Kirk Konisarow of Asheville, first in line for quarterbacks autographs gets one from starter quarterback Trevor Lawrence (16) during Clemson football Fan Appreciation Day in Memorial Stadium Sunday, August 11, 2019. Clemson Football Fan Appreciation Day

For over a century, collegiate athletes have watched schools rake in millions of dollars off merchandise bearing their faces and names. Meanwhile, the athletes who actually bear those names and likenesses haven’t been allowed to see a dime of that money without risking their eligibility. Why? Well, I think the NCAA themselves have yet to find a good answer to that question.

A movement towards change officially began at midnight on July 1st. The NCAA passed a ruling that athletes in all 50 states would be allowed to (finally) take money for items such as photos and autographs. However, they still won’t be paid for the product they put on display. That money still belongs to the NCAA.

This is a day to be happy for the athletes, but far too many people seem to have fallen into the trap of praising the NCAA for this. The fact is, the NCAA didn’t pass this ruling because they thought it was “the right thing to do”. No, that would be giving to much credit to a penny-pinching organization that has let athletes go hungry through March Madness tournaments in order to maintain their bottom line. The new rules were passed solely because the NCAA was finally backed into a corner. Not to mention the potential for a little more money being tossed their way when NCAA football and basketball video games return to the gaming scene.

The decision comes on the heels of the Supreme Court unanimously ruling against the NCAA in NCAA v Alston on June 21st. This court ruling had little to do with the issue of compensation off of likeness. However, it does mean that schools can offer student-athletes more academic compensation by paying for things such as computers, studying abroad, etc.
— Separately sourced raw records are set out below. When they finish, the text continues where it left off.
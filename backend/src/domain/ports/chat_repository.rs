//! Port for chat rooms and their messages.
use async_trait::async_trait;
use uuid::Uuid;

use crate::domain::{ChatMessage, ChatRoom, PageKey, ParticipantPair, UserId};

use super::define_port_error;

define_port_error! {
    /// Errors raised by chat repository adapters.
    pub enum ChatRepositoryError {
        Connection { message: String } => "chat repository connection failed: {message}",
        Query { message: String } => "chat repository query failed: {message}",
    }
}

#[cfg_attr(test, mockall::automock)]
#[async_trait]
pub trait ChatRepository: Send + Sync {
    /// Insert `room` unless the pair already has one; returns the stored room.
    async fn open_room(&self, room: &ChatRoom) -> Result<ChatRoom, ChatRepositoryError>;

    async fn find_room(&self, room_id: &Uuid) -> Result<Option<ChatRoom>, ChatRepositoryError>;

    async fn find_room_for_pair(
        &self,
        pair: &ParticipantPair,
    ) -> Result<Option<ChatRoom>, ChatRepositoryError>;

    /// Rooms a user participates in, newest first.
    async fn rooms_for(&self, user_id: &UserId) -> Result<Vec<ChatRoom>, ChatRepositoryError>;

    async fn insert_message(&self, message: &ChatMessage) -> Result<(), ChatRepositoryError>;

    async fn find_message(
        &self,
        message_id: &Uuid,
    ) -> Result<Option<ChatMessage>, ChatRepositoryError>;

    /// Persist edits and soft deletion of an existing message.
    async fn update_message(&self, message: &ChatMessage) -> Result<(), ChatRepositoryError>;

    /// Up to `limit` messages older than `before`, newest first.
    async fn messages(
        &self,
        room_id: &Uuid,
        before: Option<PageKey>,
        limit: usize,
    ) -> Result<Vec<ChatMessage>, ChatRepositoryError>;
}
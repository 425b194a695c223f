//! Tests for HTTP error mapping.

use super::*;
use actix_web::body::to_bytes;
use actix_web::{App, test as actix_test};
use rstest::rstest;
use serde_json::{Value, json};

const TRACE_ID: &str = "00000000-0000-0000-0000-000000000000";

async fn render(error: &Error) -> (StatusCode, Option<String>, Value) {
    let response = ResponseError::error_response(error);
    let status = response.status();
    let trace = response
        .headers()
        .get(TRACE_ID_HEADER)
        .and_then(|value| value.to_str().ok())
        .map(str::to_owned);
    let bytes = to_bytes(response.into_body()).await.expect("body");
    (status, trace, serde_json::from_slice(&bytes).expect("JSON body"))
}

#[rstest]
#[case::invalid(ErrorCode::InvalidRequest, StatusCode::BAD_REQUEST)]
#[case::unauthorised(ErrorCode::Unauthorized, StatusCode::UNAUTHORIZED)]
#[case::forbidden(ErrorCode::Forbidden, StatusCode::FORBIDDEN)]
#[case::missing(ErrorCode::NotFound, StatusCode::NOT_FOUND)]
#[case::conflict(ErrorCode::Conflict, StatusCode::CONFLICT)]
#[case::unavailable(ErrorCode::ServiceUnavailable, StatusCode::SERVICE_UNAVAILABLE)]
#[case::internal(ErrorCode::InternalError, StatusCode::INTERNAL_SERVER_ERROR)]
fn codes_map_to_statuses(#[case] code: ErrorCode, #[case] expected: StatusCode) {
    assert_eq!(status_for(code), expected);
    assert_eq!(Error::new(code, "x").status_code(), expected);
}

#[rstest]
#[actix_web::test]
async fn internal_errors_are_redacted_but_keep_the_trace_id() {
    let error = Error::internal("connection string leaked")
        .with_trace_id(TRACE_ID)
        .with_details(json!({"dsn": "postgres://secret"}));

    let (status, trace, body) = render(&error).await;
    assert_eq!(status, StatusCode::INTERNAL_SERVER_ERROR);
    assert_eq!(trace.as_deref(), Some(TRACE_ID));
    assert_eq!(body["code"], "internal_error");
    assert_eq!(body["message"], "Internal server error");
    assert!(body.get("details").is_none());
}

#[rstest]
#[actix_web::test]
async fn client_errors_keep_message_and_details() {
    let error = Error::conflict("mentor already has a booking in this time range")
        .with_details(json!({"field": "startUtc"}));

    let (status, trace, body) = render(&error).await;
    assert_eq!(status, StatusCode::CONFLICT);
    assert!(trace.is_none());
    assert_eq!(body["message"], "mentor already has a booking in this time range");
    assert_eq!(body["details"], json!({"field": "startUtc"}));
}

#[rstest]
fn actix_errors_become_generic_internal_errors() {
    let err: Error = actix_web::error::ErrorBadRequest("boom").into();
    assert_eq!(err.code(), ErrorCode::InternalError);
    assert_eq!(err.message(), "Internal server error");
    assert!(err.details().is_none());
}

#[derive(Debug, serde::Deserialize)]
struct Payload {
    #[expect(dead_code, reason = "only deserialisation is exercised")]
    name: String,
}

async fn accept(_body: web::Json<Payload>, _query: web::Query<Vec<(String, u8)>>) -> HttpResponse {
    HttpResponse::NoContent().finish()
}

#[rstest]
#[case::body("/echo", "{not json")]
#[case::query("/echo?limit=lots", r#"{"name":"ada"}"#)]
#[actix_web::test]
async fn extractor_rejections_use_the_error_envelope(#[case] uri: &str, #[case] body: &str) {
    let app = actix_test::init_service(
        App::new()
            .app_data(json_config())
            .app_data(query_config())
            .route("/echo", web::post().to(accept)),
    )
    .await;
    let req = actix_test::TestRequest::post()
        .uri(uri)
        .insert_header(("content-type", "application/json"))
        .set_payload(body.to_owned())
        .to_request();
    let res = actix_test::call_service(&app, req).await;
    assert_eq!(res.status(), StatusCode::BAD_REQUEST);
    let body: Value = actix_test::read_body_json(res).await;
    assert_eq!(body["code"], "invalid_request");
}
While this most recent court case didn’t deal with the issue of likeness, it opened up the possibility of more cases in the future. In fact, the Supreme Court justices seemed to encourage such action to be taken against the NCAA. In his opinion piece following the conclusion of the case, Justice Gorsuch said the court was merely to assess the limited injunction brought forth by a trial judge. In a concurring opinion from Justice Kavanaugh, he stated that many of the other regulations within the NCAA “also raise serious questions under the antitrust laws”.

Essentially, the Supreme Court warned the NCAA that they needed to knock it off and take care of their players. When the Supreme Court comes at you, you listen. The NCAA saw more court cases on the way and passed their new regulations so as to avoid the spotlight and headlines that would come with said cases.

Of course, this may still be too little, too late. There have been numerous cases against the NCAA, especially within the last decade, and more involving compensation of its players are surely on the way. Hopefully today is the beginning of further movements towards the care for student-athletes in the future.